Examples of high strength ceramic proppants include, but are not
limited to, Carbo HSP.RTM., Sintered Bauxite and SinterBall.RTM..
Where included, the proppant material utilized may be present in
the low-molecular-weight fluid in an amount in the range of from
about 0.25 to about 24 pounds of proppant material per gallon of
the low-molecular-weight fluid.
[0031] Optionally, in certain embodiments wherein the
low-molecular-weight fluid comprises water, a crosslinking agent,
and a substantially fully hydrated depolymerized polymer, a
pH-adjusting compound for adjusting the pH of the
low-molecular-weight fluid to the optimum pH for crosslinking may
be included in the low-molecular-weight treating fluid. The
pH-adjusting compound can be selected from sodium hydroxide,
potassium hydroxide, lithium hydroxide, fumaric acid, formic acid,
acetic acid, hydrochloric acid, acetic anhydride and the like. In
certain embodiments, the pH-adjusting compound is sodium hydroxide.
Where included, the pH-adjusting compound may be present in the
low-molecular-weight fluid in an amount in the range of from about
0.01% to about 0.3% by weight of the water in the
low-molecular-weight fluid. In certain embodiments wherein the
pH-adjusting compound comprises a borate compound, the pH-adjusting
compound is utilized to elevate the pH of the low-molecular-weight
fluid to above about 9. At that pH, the borate compound
crosslinking agent crosslinks the short chain hydrated polymer
segments. When the pH of the crosslinked low-molecular-weight fluid
falls below about 9, the crosslinked sites are no longer
crosslinked. Thus, when the crosslinked low-molecular-weight fluid
contacts the subterranean formation being treated, the pH may be
lowered to some degree, which may begin the breaking process.
[0032] Optionally, in certain embodiments wherein the
low-molecular-weight fluid comprises water, a crosslinking agent,
and a substantially fully hydrated depolymerized polymer, the
low-molecular-weight fluid may comprise a delayed delinker capable
of lowering the pH of the low-molecular-weight fluid. In certain
embodiments, the presence of the delayed delinker in the
low-molecular-weight fluid may cause the low-molecular-weight fluid
to completely revert to a thin fluid in a short period of time.

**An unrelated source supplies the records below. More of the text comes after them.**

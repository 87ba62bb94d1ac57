//! Simplifiers: flatten low-persistence features of a field.
//!
//! Both simplifiers own an independent copy of the input field and clamp it
//! over the basin of each removed feature:
//!
//! - [`DestructiveSimplifier`] consumes an [`AugmentedTree`], pruning
//!   eligible leaves (lowest parent-relative persistence first) and collapsing
//!   saddles left with one child.
//! - [`PersistenceSimplifier`] replays a fixed [`PersistenceSet`] and never
//!   touches the tree.
//!
//! Each runs once, either at construction or on first use
//! (see [`RunMode`](crate::RunMode)).
//!
//! [`PersistenceSet`]: crate::PersistenceSet

mod destructive;
mod engine;
mod flood;
mod paired;

pub use destructive::DestructiveSimplifier;
pub use engine::{CompletionHandler, RunState, SimplifyStats};
pub use flood::{basin, flatten_basin, FloodStats};
pub use paired::PersistenceSimplifier;

use crate::tree::{AugmentedTree, NodeId};

/// External "pruning-eligible" predicate over tree nodes.
pub trait PruningPolicy {
  fn is_pruning(&self, tree: &AugmentedTree, id: NodeId) -> bool;
}

impl<F> PruningPolicy for F
where
  F: Fn(&AugmentedTree, NodeId) -> bool,
{
  fn is_pruning(&self, tree: &AugmentedTree, id: NodeId) -> bool {
    self(tree, id)
  }
}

Examples of delayed delinkers that may be utilized include, but are
not limited to, various lactones, esters, encapsulated acids and
slowly-soluble acid-generating compounds, oxidizers which produce
acids upon reaction with water, water-reactive metals such as
aluminum, lithium and magnesium and the like. In certain
embodiments, the delayed delinker comprises an ester. Where
included, the delayed delinker may be present in the
low-molecular-weight fluid in an amount in the range of from about
0.01% to about 1% by weight of the water therein. Alternatively,
any of the conventionally used delayed breakers employed with metal
ion crosslinkers can be utilized, for example, oxidizers such as
sodium chlorite, sodium bromate, sodium persulfate, ammonium
persulfate, encapsulated sodium persulfate, potassium persulfate,
or ammonium persulfate, and the like, as well as magnesium
peroxide, and encapsulated acids. Enzyme breakers that may be
employed include alpha and beta amylases, amyloglucosidase,
invertase, maltase, cellulase and hemicellulase. The specific
breaker or delinker utilized, whether or not it is encapsulated, as
well as the amount thereof employed will depend upon factors
including, inter alia, the breaking time desired, the nature of the
polymer and crosslinking agent, and formation characteristics and
conditions.
[0033] Optionally, the low-molecular-weight fluid also may include
a surfactant. The inclusion of a surfactant in the
low-molecular-weight fluid may, inter alia, prevent the formation
of emulsions between the low-molecular-weight fluid and
subterranean formation fluids contacted by the low-molecular-weight
fluid. Examples of such surfactants include, but are not limited
to, alkyl sulfonates, alkyl aryl sulfonates (e.g., alkyl benzyl
sulfonates such as salts of dodecylbenzene sulfonic acid), alkyl
trimethylammonium chloride, branched alkyl ethoxylated alcohols,
phenol-formaldehyde anionic resin blends, cocobetaines, dioctyl
sodium sulfosuccinate, imidazolines, alpha olefin sulfonates,
linear alkyl ethoxylated alcohols, trialkyl benzylammonium chloride
and the like. In certain embodiments, the surfactant may comprise
methanol. An example of a suitable surfactant is commercially
available from Halliburton Energy Services, Inc., under the trade
name "LO-SURF 300." In certain embodiments, the surfactant
comprises dodecylbenzene sulfonic acid salts. Where included, the
surfactant generally is present in the low-molecular-weight fluid
in an amount in the range of from about 0.001% to about 0.5% by
weight of the water therein.
[0034] Optionally, the low-molecular-weight fluid also may include
a clay stabilizer selected, for example, from the group consisting
of potassium chloride, sodium chloride, ammonium chloride,
tetramethyl ammonium chloride, and the like. An example of a
suitable clay stabilizer is commercially available from Halliburton
Energy Services, Inc., under the trade name "CLA-STA XP." In
certain embodiments, the clay stabilizer is potassium chloride or
tetramethyl ammonium chloride. Where included, the clay stabilizer
is generally present in the low-molecular-weight fluid in an amount
in the range of from about 0.001% to about 1% by weight of the
water therein.
[0035] Optionally, the low-molecular-weight fluid may comprise a
fluid loss control agent. Examples of fluid loss control agents
that may be used include, but are not limited to, silica flour,
starches, waxes, diesels, and resins. An example of a suitable
silica flour is commercially available from Halliburton Energy
Services, Inc., under the trade name "WAC-9." An example of a
suitable starch is commercially available from Halliburton Energy
Services, Inc., under the trade name "ADOMITE AQUA." Where
included, the fluid loss control agent may be present in the
low-molecular-weight fluid in an amount in the range of from about
0.01% to about 1% by weight of water therein.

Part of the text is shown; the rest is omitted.